At 34, Peter Mika is one of the youngest research scientists at Yahoo Inc. A specialist in Web mining and Internet search at Yahoo Labs in Barcelona, he spoke in an interview about the future of search, how new ideas are incubated at Yahoo Labs and what has changed since Marissa Mayer took over as chief executive officer (CEO). Edited excerpts:
As a researcher, how do you deal with failed projects at Yahoo Labs?
Failure is good, which is a strange thing to say in any company. If you do not fail, you’re not taking enough risks. In that sense it’s a unique challenge for managing a larger research lab such as Yahoo to encourage experimentation and we do that often. So we try things that are very “hacker-like”—we try them very often.
So we have our own research engineers working alongside us who are engineers, but supporting researchers specifically and they help us implement our ideas, get it to some point where we can show it and decide whether to pursue it or not.
And of course we need the input from the other side, we need the inputs from the product managers who are thinking about the product, thinking about the consumer more and they have the insight of what will be successful as a product, what will be successful in the market.
How would you define the future of Internet search?
I think the answer has been the same all along. We’re really at the beginning of search. So surprisingly, given the investment and effort that went into search, I think there is nobody in the industry that would tell you that search is finished, that we’re done doing search. Some of these things worked very well, so there are certain types of queries that you can answer perfectly, but there are many, many unresolved queries.
What are these unresolved queries?
I can give you a few examples of ambiguous queries. When you are searching for the term jaguar, it can be a car, it can be an animal, among many other things. Ambiguity comes in because of subjectivity. For example, cheap digital camera: What does it mean to be cheap for a digital camera? Or Barcelona nightlife. Is that something to do at night in Barcelona?
Queries where there is some information—an example would be ‘Brad Pitt’ and ‘zombies’. So there’s a movie that came out that features Brad Pitt and it’s about zombies. But maybe you don’t know the name, you forgot the name. If you knew the name, it would be easy because you would’ve typed World War Z, but you forgot and just have contextual clues. In this case, the search engine may return information about zombies, it may return information about Brad Pitt, but you’re really after this movie which connects these two concepts. So that information is hidden or missing from the queries.

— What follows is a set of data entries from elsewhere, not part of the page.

//! Dispatcher and transport behavior against a mock HTTP server.

use tokio_util::sync::CancellationToken;

use agentry::types::events::StreamChunk;
use agentry::{ChatRequest, Error, Message, Provider, ProviderConfig, ProviderDispatcher};

fn openai_config(base_url: &str) -> ProviderConfig {
    ProviderConfig {
        provider: Provider::OpenAi,
        api_key: "sk-test".to_string(),
        base_url: Some(base_url.to_string()),
        model: None,
    }
}

const COMPLETION_BODY: &str = r#"{
    "id": "chatcmpl-1",
    "object": "chat.completion",
    "created": 1700000000,
    "model": "gpt-4o",
    "choices": [{
        "index": 0,
        "message": {"role": "assistant", "content": "hi"},
        "finish_reason": "stop"
    }],
    "usage": {"prompt_tokens": 3, "completion_tokens": 1, "total_tokens": 4}
}"#;

#[tokio::test]
async fn test_chat_round_trip_over_http() {
    let mut server = mockito::Server::new_async().await;
    let mock = server
        .mock("POST", "/chat/completions")
        .match_header("authorization", "Bearer sk-test")
        .match_header("content-type", "application/json")
        .with_status(200)
        .with_header("content-type", "application/json")
        .with_body(COMPLETION_BODY)
        .create_async()
        .await;

    let mut dispatcher = ProviderDispatcher::new().unwrap();
    dispatcher.add_provider(openai_config(&server.url()));

    let req = ChatRequest::new(vec![Message::user("hello")]);
    let resp = dispatcher
        .chat(&CancellationToken::new(), Provider::OpenAi, &req)
        .await
        .unwrap();

    mock.assert_async().await;
    assert_eq!(resp.message().unwrap().text(), "hi");
    assert_eq!(resp.usage.total_tokens, 4);
}

#[tokio::test]
async fn test_default_model_filled_in_request() {
    let mut server = mockito::Server::new_async().await;
    let mock = server
        .mock("POST", "/chat/completions")
        .match_body(mockito::Matcher::PartialJsonString(
            r#"{"model": "gpt-4o", "max_tokens": 3000}"#.to_string(),
        ))
        .with_status(200)
        .with_header("content-type", "application/json")
        .with_body(COMPLETION_BODY)
        .create_async()
        .await;

    let mut dispatcher = ProviderDispatcher::new().unwrap();
    dispatcher.add_provider(openai_config(&server.url()));

    let req = ChatRequest::new(vec![Message::user("hello")]);
    dispatcher
        .chat(&CancellationToken::new(), Provider::OpenAi, &req)
        .await
        .unwrap();
    mock.assert_async().await;
}

#[tokio::test]
async fn test_non_2xx_surfaces_status_and_body() {
    let mut server = mockito::Server::new_async().await;
    server
        .mock("POST", "/chat/completions")
        .with_status(429)
        .with_body("rate limited, slow down")
        .create_async()
        .await;

    let mut dispatcher = ProviderDispatcher::new().unwrap();
    dispatcher.add_provider(openai_config(&server.url()));

    let req = ChatRequest::new(vec![Message::user("hello")]);
    let err = dispatcher
        .chat(&CancellationToken::new(), Provider::OpenAi, &req)
        .await
        .unwrap_err();

    match err {
        Error::Remote { status, body } => {
            assert_eq!(status, 429);
            assert!(body.contains("rate limited"));
        }
        other => panic!("unexpected error: {other:?}"),
    }
}

#[tokio::test]
async fn test_streaming_chunks_until_done() {
    let sse_body = concat!(
        "data: {\"choices\":[{\"delta\":{\"content\":\"Hel\"},\"index\":0}]}\n\n",
        "data: {\"choices\":[{\"delta\":{\"content\":\"lo\"},\"index\":0}]}\n\n",
        "data: {\"choices\":[{\"delta\":{},\"finish_reason\":\"stop\",\"index\":0}]}\n\n",
        "data: [DONE]\n\n",
    );
    let mut server = mockito::Server::new_async().await;
    server
        .mock("POST", "/chat/completions")
        .with_status(200)
        .with_header("content-type", "text/event-stream")
        .with_body(sse_body)
        .create_async()
        .await;

    let mut dispatcher = ProviderDispatcher::new().unwrap();
    dispatcher.add_provider(openai_config(&server.url()));

    let req = ChatRequest::new(vec![Message::user("hello")]);
    let mut rx = dispatcher
        .chat_stream(&CancellationToken::new(), Provider::OpenAi, &req)
        .await
        .unwrap();

    let mut chunks = Vec::new();
    while let Some(chunk) = rx.recv().await {
        chunks.push(chunk);
    }

    assert_eq!(
        chunks,
        vec![
            StreamChunk::ContentDelta {
                content: "Hel".to_string()
            },
            StreamChunk::ContentDelta {
                content: "lo".to_string()
            },
            StreamChunk::Done {
                finish_reason: Some("stop".to_string())
            },
        ]
    );
}

#[tokio::test]
async fn test_stream_cancellation_closes_channel() {
    // A body without a DONE sentinel; cancelling must still end the
    // channel.
    let mut server = mockito::Server::new_async().await;
    server
        .mock("POST", "/chat/completions")
        .with_status(200)
        .with_header("content-type", "text/event-stream")
        .with_body("data: {\"choices\":[{\"delta\":{\"content\":\"x\"},\"index\":0}]}\n\n")
        .create_async()
        .await;

    let mut dispatcher = ProviderDispatcher::new().unwrap();
    dispatcher.add_provider(openai_config(&server.url()));

    let cancel = CancellationToken::new();
    let req = ChatRequest::new(vec![Message::user("hello")]);
    let mut rx = dispatcher
        .chat_stream(&cancel, Provider::OpenAi, &req)
        .await
        .unwrap();

    cancel.cancel();
    // Drain whatever arrived; the channel must close rather than hang.
    while rx.recv().await.is_some() {}
}

#[tokio::test]
async fn test_google_official_endpoint_shape() {
    let mut server = mockito::Server::new_async().await;
    // Any host other than the known proxy gets the official shape: the
    // key rides in the query string and no auth header is sent.
    let mock = server
        .mock("POST", "/models/gemini-pro:generateContent")
        .match_query(mockito::Matcher::UrlEncoded(
            "key".to_string(),
            "g-key".to_string(),
        ))
        .match_header("authorization", mockito::Matcher::Missing)
        .with_status(200)
        .with_header("content-type", "application/json")
        .with_body(
            r#"{
                "candidates": [{
                    "content": {"role": "model", "parts": [{"text": "hi"}]},
                    "finishReason": "STOP",
                    "index": 0
                }],
                "usageMetadata": {"promptTokenCount": 1, "candidatesTokenCount": 1, "totalTokenCount": 2}
            }"#,
        )
        .create_async()
        .await;

    let mut dispatcher = ProviderDispatcher::new().unwrap();
    dispatcher.add_provider(ProviderConfig {
        provider: Provider::Google,
        api_key: "g-key".to_string(),
        base_url: Some(server.url()),
        model: None,
    });

    let req = ChatRequest::new(vec![Message::user("hello")]);
    let resp = dispatcher
        .chat(&CancellationToken::new(), Provider::Google, &req)
        .await
        .unwrap();

    mock.assert_async().await;
    assert_eq!(resp.message().unwrap().text(), "hi");
}

#[tokio::test]
async fn test_anthropic_headers_over_http() {
    let mut server = mockito::Server::new_async().await;
    let mock = server
        .mock("POST", "/v1/messages")
        .match_header("x-api-key", "a-key")
        .match_header("anthropic-version", "2023-06-01")
        .with_status(200)
        .with_header("content-type", "application/json")
        .with_body(
            r#"{
                "id": "msg_1",
                "role": "assistant",
                "model": "claude-3-5-sonnet-20241022",
                "content": [{"type": "text", "text": "hi"}],
                "stop_reason": "end_turn",
                "usage": {"input_tokens": 2, "output_tokens": 1}
            }"#,
        )
        .create_async()
        .await;

    let mut dispatcher = ProviderDispatcher::new().unwrap();
    dispatcher.add_provider(ProviderConfig {
        provider: Provider::Anthropic,
        api_key: "a-key".to_string(),
        base_url: Some(server.url()),
        model: None,
    });

    let req = ChatRequest::new(vec![Message::user("hello")]);
    let resp = dispatcher
        .chat(&CancellationToken::new(), Provider::Anthropic, &req)
        .await
        .unwrap();

    mock.assert_async().await;
    assert_eq!(resp.message().unwrap().text(), "hi");
    assert_eq!(resp.usage.total_tokens, 3);
}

Another example would be if you want to search for me, but you forgot my name. So you type in 34-year-old computer scientist working for Yahoo. Currently this will not work in a search engine. You’ll get information about Yahoo, you’ll get information about Barcelona or 34-year-old people, but what you’re really looking for is something that connects all these—a search engine that understands if you’re looking for a person, one that certifies the age of the person, and one that understands that Yahoo is the workplace of the person and that Barcelona is his location. So something that has very, very deep understanding, much deeper than the level of individual keywords.
I think it’s a big understanding problem—that’s the way I would phrase it. If you think of Wikipedia, it is a good chunk of human knowledge. It is not necessarily the largest website—it currently has something like 12 million articles, which is not even a large collection of text, but it includes some very fundamental knowledge that we as humans have.
How do you get better at Internet search?
As I already mentioned, you need some kind of representation of the world and what we call ‘ontologies’—conceptual structures that can tell you that in a world there are certain persons, they have an age and age is a number, that they have an affiliation, that they work at some place, with a company. So if you see Yahoo, it’s probably the company Yahoo. If you say it in the context of a person, then probably the person is working at Yahoo. So these kind of clues that are in the query, you’re connecting them to what you know in the background, the background knowledge that you have.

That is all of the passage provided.